Problem requirements
Among the entries below, how many lines include the string "separated"? Answer with only the number.
*** Material shown ***
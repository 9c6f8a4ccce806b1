//! Slash-separated path normalization shared by the schema and the graph.
//!
//! These helpers never touch the filesystem.

use crate::errors::SchemaError;

/// Splits a path into canonical segments.
///
/// Backslashes count as separators, empty and `.` segments are dropped and
/// `..` pops the previous segment. Returns `None` when `..` climbs above the
/// first segment.
#[must_use]
pub fn canonical_segments(path: &str) -> Option<Vec<String>> {
    let unified = path.replace('\\', "/");
    let mut segments: Vec<String> = Vec::new();

    for segment in unified.split('/') {
        match segment {
            "" | "." => {}
            ".." => {
                segments.pop()?;
            }
            other => segments.push(other.to_string()),
        }
    }

    Some(segments)
}

/// Normalizes a path to its canonical slash-separated form.
#[must_use]
pub fn normalize_path(path: &str) -> Option<String> {
    canonical_segments(path).map(|segments| segments.join("/"))
}

/// Returns the directory part of a slash-separated file path.
#[must_use]
pub fn parent_dir(path: &str) -> &str {
    path.rfind('/').map_or("", |idx| &path[..idx])
}

/// Resolves `specifier` against the directory of `referencing_file`.
///
/// A specifier starting with `/` is resolved from the top of the tree.
///
/// # Errors
///
/// Returns [`SchemaError::EscapesRoot`] when `..` segments climb above the
/// top of the tree.
pub fn resolve_relative(specifier: &str, referencing_file: &str) -> Result<String, SchemaError> {
    let unified = specifier.replace('\\', "/");
    let joined = if unified.starts_with('/') {
        unified
    } else {
        format!("{}/{}", parent_dir(referencing_file), unified)
    };

    normalize_path(&joined).ok_or_else(|| SchemaError::EscapesRoot {
        specifier: specifier.to_string(),
        from: referencing_file.to_string(),
    })
}

/// Returns true if the final segment of `name` carries a dot-extension.
///
/// Leading-dot names such as `.gitignore` count as having one.
#[must_use]
pub fn has_extension(name: &str) -> bool {
    let last = name.rsplit('/').next().unwrap_or(name);
    last.rfind('.').is_some_and(|idx| idx + 1 < last.len())
}

#[cfg(test)]
mod tests {
    use super::*;

    #[test]
    fn test_normalize_path() {
        assert_eq!(normalize_path("./src//a/./b/").as_deref(), Some("src/a/b"));
        assert_eq!(normalize_path("src\\a\\b.ts").as_deref(), Some("src/a/b.ts"));
        assert_eq!(normalize_path("src/a/../b.ts").as_deref(), Some("src/b.ts"));
        assert_eq!(normalize_path("../outside"), None);
    }

    #[test]
    fn test_parent_dir() {
        assert_eq!(parent_dir("src/components/App.tsx"), "src/components");
        assert_eq!(parent_dir("App.tsx"), "");
    }

    #[test]
    fn test_resolve_sibling_directory() {
        let resolved = resolve_relative(
            "../Loader/index.tsx",
            "src/components/common/Button/index.tsx",
        )
        .unwrap();
        assert_eq!(resolved, "src/components/common/Loader/index.tsx");
    }

    #[test]
    fn test_resolve_bare_and_dot_specifiers() {
        assert_eq!(
            resolve_relative("styles.css", "src/App.tsx").unwrap(),
            "src/styles.css"
        );
        assert_eq!(
            resolve_relative("./hooks/useAuth.ts", "src/App.tsx").unwrap(),
            "src/hooks/useAuth.ts"
        );
        assert_eq!(
            resolve_relative("/src/index.ts", "src/deep/nested/file.ts").unwrap(),
            "src/index.ts"
        );
    }

    #[test]
    fn test_resolve_escaping_root() {
        let err = resolve_relative("../../../etc/passwd", "src/App.tsx").unwrap_err();
        assert!(matches!(err, SchemaError::EscapesRoot { .. }));
    }

    #[test]
    fn test_has_extension() {
        assert!(has_extension("index.tsx"));
        assert!(has_extension(".gitignore"));
        assert!(has_extension("src/utils/format.test.ts"));
        assert!(!has_extension("components"));
        assert!(!has_extension("trailing."));
        assert!(!has_extension("src/utils/helpers"));
    }
}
*** End of Material shown ***
Answer for the task
3